Mortazavi, a US-trained artist and designer who now runs an ad agency in Tehran, has been back in Iran for a year. He left a few years after the revolution, in the early 1980s. In the immediate aftermath of the Shah's downfall, a bloody struggle broke out between the Shia clergy and leftists. The clergy and its armed supporters won, giving the religious zealots enormous power over Iranians, power that was further strengthened by the unifying effect of invasion by Iraq. Thousands of suspected leftists, some of them children, were arrested, tortured or shot; severe and supposedly Islamic punishments, like stoning adulterers to death, were implemented, and codes of Islamic dress and private conduct were enforced.

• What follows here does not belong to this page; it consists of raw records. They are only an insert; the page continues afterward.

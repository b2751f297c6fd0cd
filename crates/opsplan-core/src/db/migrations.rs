//! Database schema initialization and migrations.

use crate::error::{BoardError, DatabaseResultExt, Result};

impl super::Database {
    /// Initializes the database schema using the embedded SQL file.
    pub(super) fn initialize_schema(&self) -> Result<()> {
        // Enable foreign keys for this connection
        self.connection
            .execute("PRAGMA foreign_keys = ON", [])
            .db_context("Failed to enable foreign keys")?;

        // Execute the schema SQL
        let schema_sql = include_str!("../../assets/schema.sql");
        self.connection
            .execute_batch(schema_sql)
            .db_context("Failed to initialize database schema")?;

        // Apply migrations for existing databases
        self.apply_migrations()?;

        Ok(())
    }

    /// Apply database migrations for existing databases
    fn apply_migrations(&self) -> Result<()> {
        // completion_notes landed after the initial schema; add it to
        // databases created before then.
        let has_completion_notes: bool = self
            .connection
            .query_row(
                "SELECT COUNT(*) FROM pragma_table_info('plans') WHERE name = 'completion_notes'",
                [],
                |row| row.get(0),
            )
            .map(|count: i64| count > 0)
            .unwrap_or(false);

        if !has_completion_notes {
            self.connection
                .execute("ALTER TABLE plans ADD COLUMN completion_notes TEXT", [])
                .map_err(|e| {
                    BoardError::database_error(
                        "Failed to add completion_notes column to plans table",
                        e,
                    )
                })?;
        }

        Ok(())
    }
}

Mortazavi returned to see an Iran that had changed again. "It's a brand new country from when I left," he said. "You see colour everywhere. During the war it was all grey. Now there's colour. The women are beautiful. Eight years ago, plastic surgery was still a luxury. Now everybody's having their nose done." In north Tehran, you often hear that word, "everybody". Meaning, it is understood, not "everybody in Iran" but "everybody I know in Tehran with money".
Mortazavi went on. "It's a young nation now. What are you going to do with all those hormones? You've got to let go. God knows how many times I was stopped, searched, arrested before, because I was with women I wasn't related to or because my breath smelled of alcohol. Now nobody even questions you." He hesitated, feeling he was being too optimistic. "Of course, this is temporary," he said. "Wait till they start putting up the checkpoints again."
Walking through the Darband gorge, Mortazavi pointed to a young man and woman in front of us, holding hands. Such public intimacy would have been forbidden a few years ago, he said.
I asked who would have been responsible for stopping the couple holding hands.
"The basiji," he replied , referring to the national youth organisation, its ranks stuffed with vigilantes.
"What happened to them?"
"They got introduced to money," said Mortazavi. "They're still around."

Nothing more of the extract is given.